Visiting Angels (Living Assistance Services, Inc.)
- Founded: 1998
- Founder: Larry Meigs
- Headquarters: Bryn Mawr, PA, United States
- Website: visitingangels.com

= Visiting Angels Home Care =

U.S. senior home care company

Visiting Angels is a U.S.-based franchise network providing non-medical home care services. The company’s legal name is Living Assistance Services, Inc., and it was founded in Bryn Mawr, Pennsylvania in 1998.

Visiting Angels provides in-home care services for older adults and individuals with disabilities who require assistance with daily activities. These home care services include, but are not limited to, companion care, palliative care, Parkinson’s disease care, dementia and Alzheimer’s disease care, and respite care.

== Company History ==
Visiting Angels was founded by Larry Meigs in 1998. As of 2026, the Visiting Angels network operates more than 550 franchises across the United States.

In June 2026, Visiting Angels appointed Scott Parrish as president. Parrish joined the company in 2008 and previously held general-manager and executive positions. Parrish served in the United States Navy for 21 years before joining Visiting Angels. Founder Larry Meigs remained as chief executive officer.

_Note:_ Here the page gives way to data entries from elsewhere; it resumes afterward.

/// Highlight Reel - video highlight extraction
///
/// Turns one source video into a small set of highlight clips: extract the
/// audio, transcribe it with Whisper, score the transcript for salient
/// moments and cut those ranges out of the video with ffmpeg.

pub mod audio;
pub mod clip;
pub mod config;
pub mod error;
pub mod highlights;
pub mod job;
pub mod pipeline;
pub mod process;
pub mod transcription;

// Re-export main types for easy access
pub use crate::audio::{ExtractAudio, FfmpegAudioExtractor, TempAudio};
pub use crate::clip::{CutClip, CutReport, FfmpegClipCutter};
pub use crate::config::{Config, ConfigBuilder};
pub use crate::error::{ErrorKind, PipelineError, StageFailure};
pub use crate::highlights::{DetectorConfig, HighlightCandidate, HighlightDetector, MatchMode, Selection};
pub use crate::job::{Clip, JobId, JobState, JobStatus, StageError, TerminalReason};
pub use crate::pipeline::{Pipeline, PipelineStages};
pub use crate::transcription::{TranscriptSegment, TranscriptionEngine};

== International Franchises ==
Visiting Angels has expanded internationally into the United Kingdom, Mexico, South Korea, and Canada. Visiting Angels began their international expansion in 1998. They started franchise operations in Canada under the brand name Senior Home Care by Angels in 2000. They opened franchises in Mexico in 2014, South Korea in 2007, and the United Kingdom in 2017.

== Accreditations & Awards ==
In addition to local and regional honors awarded to specific franchises, Visiting Angels has won Best of Home Care awards from Activated Insights.

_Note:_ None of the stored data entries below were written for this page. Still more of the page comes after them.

use anyhow::{anyhow, Context, Result};
use serde::{Deserialize, Serialize};
use std::path::{Path, PathBuf};
use std::time::Duration;

use crate::highlights::DetectorConfig;

/// Configuration for the highlight pipeline
#[derive(Debug, Clone, PartialEq, Serialize, Deserialize, Default)]
#[serde(default)]
pub struct Config {
    /// Audio extraction settings
    pub audio: AudioConfig,

    /// Transcription engine settings (startup-time only)
    pub transcription: TranscriptionConfig,

    /// Default highlight detector settings
    pub highlights: DetectorConfig,

    /// Clip cutting settings
    pub clips: ClipConfig,

    /// Job scheduling settings
    pub pipeline: PipelineConfig,
}

#[derive(Debug, Clone, PartialEq, Serialize, Deserialize)]
#[serde(default)]
pub struct AudioConfig {
    /// Target sample rate for transcription
    pub sample_rate: u32,

    /// Output channel count (mono for Whisper)
    pub channels: u32,

    /// ffmpeg executable
    pub ffmpeg_path: String,

    /// ffprobe executable, used to learn the source duration
    pub ffprobe_path: String,

    /// Timeout for one extraction attempt (seconds)
    pub timeout_secs: u64,

    /// Attempts for transient extraction failures, including the first
    pub max_attempts: u32,

    /// Backoff before the second attempt, doubled after each further failure
    pub retry_backoff_ms: u64,

    /// Directory for temporary audio (system temp dir when unset)
    pub temp_dir: Option<PathBuf>,
}

/// Which Whisper command to run
#[derive(Debug, Clone, Copy, PartialEq, Eq, Serialize, Deserialize, Default)]
#[serde(rename_all = "kebab-case")]
pub enum WhisperBackend {
    /// Pick the first installed command, fastest first
    #[default]
    Auto,
    WhisperCli,
    WhisperCpp,
    /// OpenAI's Python `whisper` command
    #[serde(rename = "whisper")]
    Python,
}

impl WhisperBackend {
    pub fn program(&self) -> &'static str {
        match self {
            WhisperBackend::Auto => "whisper",
            WhisperBackend::WhisperCli => "whisper-cli",
            WhisperBackend::WhisperCpp => "whisper-cpp",
            WhisperBackend::Python => "whisper",
        }
    }

    /// whisper.cpp builds take ggml model files and short flags
    pub fn is_cpp(&self) -> bool {
        matches!(self, WhisperBackend::WhisperCli | WhisperBackend::WhisperCpp)
    }

    fn parse(value: &str) -> Option<Self> {
        match value.trim().to_lowercase().as_str() {
            "auto" => Some(WhisperBackend::Auto),
            "whisper-cli" => Some(WhisperBackend::WhisperCli),
            "whisper-cpp" => Some(WhisperBackend::WhisperCpp),
            "whisper" | "python" => Some(WhisperBackend::Python),
            _ => None,
        }
    }
}

#[derive(Debug, Clone, PartialEq, Serialize, Deserialize)]
#[serde(default)]
pub struct TranscriptionConfig {
    /// Whisper model size/variant ("tiny", "base", "small", ...)
    pub model: String,

    pub backend: WhisperBackend,

    /// Where ggml model files live for whisper.cpp
    pub model_dir: PathBuf,

    /// Language hint, auto-detected when unset
    pub language: Option<String>,

    pub threads: usize,

    /// Timeout for one transcription (seconds)
    pub timeout_secs: u64,
}

#[derive(Debug, Clone, PartialEq, Serialize, Deserialize)]
#[serde(default)]
pub struct ClipConfig {
    /// Base directory for produced clips
    pub output_dir: PathBuf,

    pub ffmpeg_path: String,

    /// Maximum concurrent cut processes, shared by all jobs
    pub workers: usize,

    /// Timeout for one cut (seconds)
    pub timeout_secs: u64,

    /// Copy streams instead of re-encoding (faster, keyframe-aligned cuts)
    pub stream_copy: bool,

    /// Output container extension
    pub container: String,
}

#[derive(Debug, Clone, PartialEq, Serialize, Deserialize)]
#[serde(default)]
pub struct PipelineConfig {
    /// Jobs allowed past `Pending` at the same time
    pub max_concurrent_jobs: usize,
}

impl Default for AudioConfig {
    fn default() -> Self {
        Self {
            sample_rate: 16000, // Optimal for Whisper
            channels: 1,
            ffmpeg_path: "ffmpeg".to_string(),
            ffprobe_path: "ffprobe".to_string(),
            timeout_secs: 600,
            max_attempts: 3,
            retry_backoff_ms: 500,
            temp_dir: None,
        }
    }
}

impl Default for TranscriptionConfig {
    fn default() -> Self {
        Self {
            model: "base".to_string(),
            backend: WhisperBackend::Auto,
            model_dir: PathBuf::from("models"),
            language: None,
            threads: num_cpus::get().min(8),
            timeout_secs: 3600, // 60 minutes for long videos
        }
    }
}

impl Default for ClipConfig {
    fn default() -> Self {
        Self {
            output_dir: PathBuf::from("clips"),
            ffmpeg_path: "ffmpeg".to_string(),
            workers: num_cpus::get().min(4),
            timeout_secs: 300,
            stream_copy: false,
            container: "mp4".to_string(),
        }
    }
}

impl Default for PipelineConfig {
    fn default() -> Self {
        Self {
            max_concurrent_jobs: 2,
        }
    }
}

impl AudioConfig {
    pub fn timeout(&self) -> Duration {
        Duration::from_secs(self.timeout_secs)
    }

    /// Backoff after the given failed attempt (1-based)
    pub fn backoff_after(&self, attempt: u32) -> Duration {
        let factor = 1u64 << attempt.saturating_sub(1).min(16);
        Duration::from_millis(self.retry_backoff_ms.saturating_mul(factor))
    }
}

impl ClipConfig {
    pub fn timeout(&self) -> Duration {
        Duration::from_secs(self.timeout_secs)
    }
}

const CONFIG_PATHS: [&str; 2] = ["highlight-reel.toml", "config/highlight-reel.toml"];

impl Config {
    /// Load configuration: first config file found, then `HIGHLIGHT_REEL_*`
    /// environment overrides on top
    pub fn load() -> Result<Self> {
        let mut config = Self::load_from(&CONFIG_PATHS)?;
        config.apply_overrides(|key| std::env::var(key).ok());
        Ok(config)
    }

    /// First existing file among `paths`, or defaults when none exists
    pub fn load_from<P: AsRef<Path>>(paths: &[P]) -> Result<Self> {
        for path in paths {
            let path = path.as_ref();
            if !path.is_file() {
                continue;
            }
            let config = Self::from_file(path)?;
            tracing::info!("📄 Loaded configuration from: {}", path.display());
            return Ok(config);
        }

        tracing::debug!("No configuration file found, using defaults");
        Ok(Self::default())
    }

    pub fn from_file(path: &Path) -> Result<Self> {
        let config_str = std::fs::read_to_string(path)
            .with_context(|| format!("Failed to read config file {}", path.display()))?;
        toml::from_str(&config_str)
            .with_context(|| format!("Failed to parse config file {}", path.display()))
    }

    /// Apply `HIGHLIGHT_REEL_*` overrides; unparsable values are ignored
    pub fn apply_overrides<F>(&mut self, lookup: F)
    where
        F: Fn(&str) -> Option<String>,
    {
        if let Some(ffmpeg) = lookup("HIGHLIGHT_REEL_FFMPEG") {
            self.audio.ffmpeg_path = ffmpeg.clone();
            self.clips.ffmpeg_path = ffmpeg;
        }

        if let Some(ffprobe) = lookup("HIGHLIGHT_REEL_FFPROBE") {
            self.audio.ffprobe_path = ffprobe;
        }

        if let Some(dir) = lookup("HIGHLIGHT_REEL_TEMP_DIR") {
            self.audio.temp_dir = Some(PathBuf::from(dir));
        }

        if let Some(model) = lookup("HIGHLIGHT_REEL_WHISPER_MODEL") {
            self.transcription.model = model;
        }

        if let Some(backend) = lookup("HIGHLIGHT_REEL_WHISPER_BACKEND") {
            match WhisperBackend::parse(&backend) {
                Some(backend) => self.transcription.backend = backend,
                None => tracing::warn!("Ignoring unknown Whisper backend: {}", backend),
            }
        }

        if let Some(dir) = lookup("HIGHLIGHT_REEL_MODEL_DIR") {
            self.transcription.model_dir = PathBuf::from(dir);
        }

        if let Some(language) = lookup("HIGHLIGHT_REEL_LANGUAGE") {
            self.transcription.language = Some(language);
        }

        if let Some(output_dir) = lookup("HIGHLIGHT_REEL_OUTPUT_DIR") {
            self.clips.output_dir = PathBuf::from(output_dir);
        }

        if let Some(workers) = lookup("HIGHLIGHT_REEL_WORKERS").and_then(|w| w.parse().ok()) {
            self.clips.workers = workers;
        }

        if let Some(jobs) = lookup("HIGHLIGHT_REEL_MAX_JOBS").and_then(|j| j.parse().ok()) {
            self.pipeline.max_concurrent_jobs = jobs;
        }
    }

    /// Validate configuration
    pub fn validate(&self) -> Result<()> {
        if self.audio.sample_rate == 0 {
            return Err(anyhow!("audio.sample_rate must be greater than 0"));
        }
        if self.audio.channels == 0 {
            return Err(anyhow!("audio.channels must be greater than 0"));
        }
        if self.audio.max_attempts == 0 {
            return Err(anyhow!("audio.max_attempts must be greater than 0"));
        }
        if self.audio.timeout_secs == 0 || self.transcription.timeout_secs == 0 || self.clips.timeout_secs == 0 {
            return Err(anyhow!("stage timeouts must be greater than 0"));
        }
        if self.clips.workers == 0 {
            return Err(anyhow!("clips.workers must be greater than 0"));
        }
        if self.pipeline.max_concurrent_jobs == 0 {
            return Err(anyhow!("pipeline.max_concurrent_jobs must be greater than 0"));
        }
        if self.clips.container.is_empty() || !self.clips.container.chars().all(|c| c.is_ascii_alphanumeric()) {
            return Err(anyhow!("clips.container must be a plain extension, got '{}'", self.clips.container));
        }
        if self.transcription.model.trim().is_empty() {
            return Err(anyhow!("transcription.model must not be empty"));
        }
        self.highlights.validate()?;

        tracing::debug!("✅ Configuration validation passed");
        Ok(())
    }

    /// Get runtime configuration summary
    pub fn summary(&self) -> String {
        format!(
            "Highlight Reel Configuration:\n\
            - Audio: {}Hz, {} channel(s), {} attempt(s)\n\
            - Whisper: {} model via {:?}\n\
            - Keywords: {}\n\
            - Max Clips: {} (max {:.0}s each, merge gap {:.1}s)\n\
            - Clip Workers: {}\n\
            - Output Directory: {}",
            self.audio.sample_rate,
            self.audio.channels,
            self.audio.max_attempts,
            self.transcription.model,
            self.transcription.backend,
            self.highlights.keywords.iter().cloned().collect::<Vec<_>>().join(", "),
            self.highlights.max_clips,
            self.highlights.max_clip_length_secs,
            self.highlights.min_gap_secs,
            self.clips.workers,
            self.clips.output_dir.display()
        )
    }
}

/// Configuration builder for programmatic config creation
pub struct ConfigBuilder {
    config: Config,
}

impl ConfigBuilder {
    pub fn new() -> Self {
        Self {
            config: Config::default(),
        }
    }

    pub fn with_workers(mut self, workers: usize) -> Self {
        self.config.clips.workers = workers;
        self
    }

    pub fn with_max_concurrent_jobs(mut self, jobs: usize) -> Self {
        self.config.pipeline.max_concurrent_jobs = jobs;
        self
    }

    pub fn with_output_dir(mut self, dir: PathBuf) -> Self {
        self.config.clips.output_dir = dir;
        self
    }

    pub fn with_temp_dir(mut self, dir: PathBuf) -> Self {
        self.config.audio.temp_dir = Some(dir);
        self
    }

    pub fn with_ffmpeg(mut self, path: impl Into<String>) -> Self {
        let path = path.into();
        self.config.audio.ffmpeg_path = path.clone();
        self.config.clips.ffmpeg_path = path;
        self
    }

    pub fn with_extraction_retries(mut self, max_attempts: u32, backoff_ms: u64) -> Self {
        self.config.audio.max_attempts = max_attempts;
        self.config.audio.retry_backoff_ms = backoff_ms;
        self
    }

    pub fn with_whisper_model(mut self, model: impl Into<String>) -> Self {
        self.config.transcription.model = model.into();
        self
    }

    pub fn with_detector(mut self, detector: DetectorConfig) -> Self {
        self.config.highlights = detector;
        self
    }

    pub fn stream_copy(mut self, enable: bool) -> Self {
        self.config.clips.stream_copy = enable;
        self
    }

    pub fn build(self) -> Config {
        self.config
    }
}

impl Default for ConfigBuilder {
    fn default() -> Self {
        Self::new()
    }
}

Franchise Business Review ranked Visiting Angels #1 among senior care franchises. Visiting Angels has also been included in Entrepreneur Magazine’s “Franchise 500” list of top franchising opportunities. In 2025, the company was included on a list of the top 400 franchising opportunities published by Franchise Times.

Visiting Angels awards Caregiver of the Year honorees each year. Tiffany Moon from Charleston, South Carolina, won the 2026 Caregiver of the Year award.

== Philanthropy ==
In 2017, Visiting Angels launched the Visiting Angels Foundation, a non-profit organization that helps seniors access personal and medical care. In 2026, the Foundation donated $100,000 to Meals on Wheels America.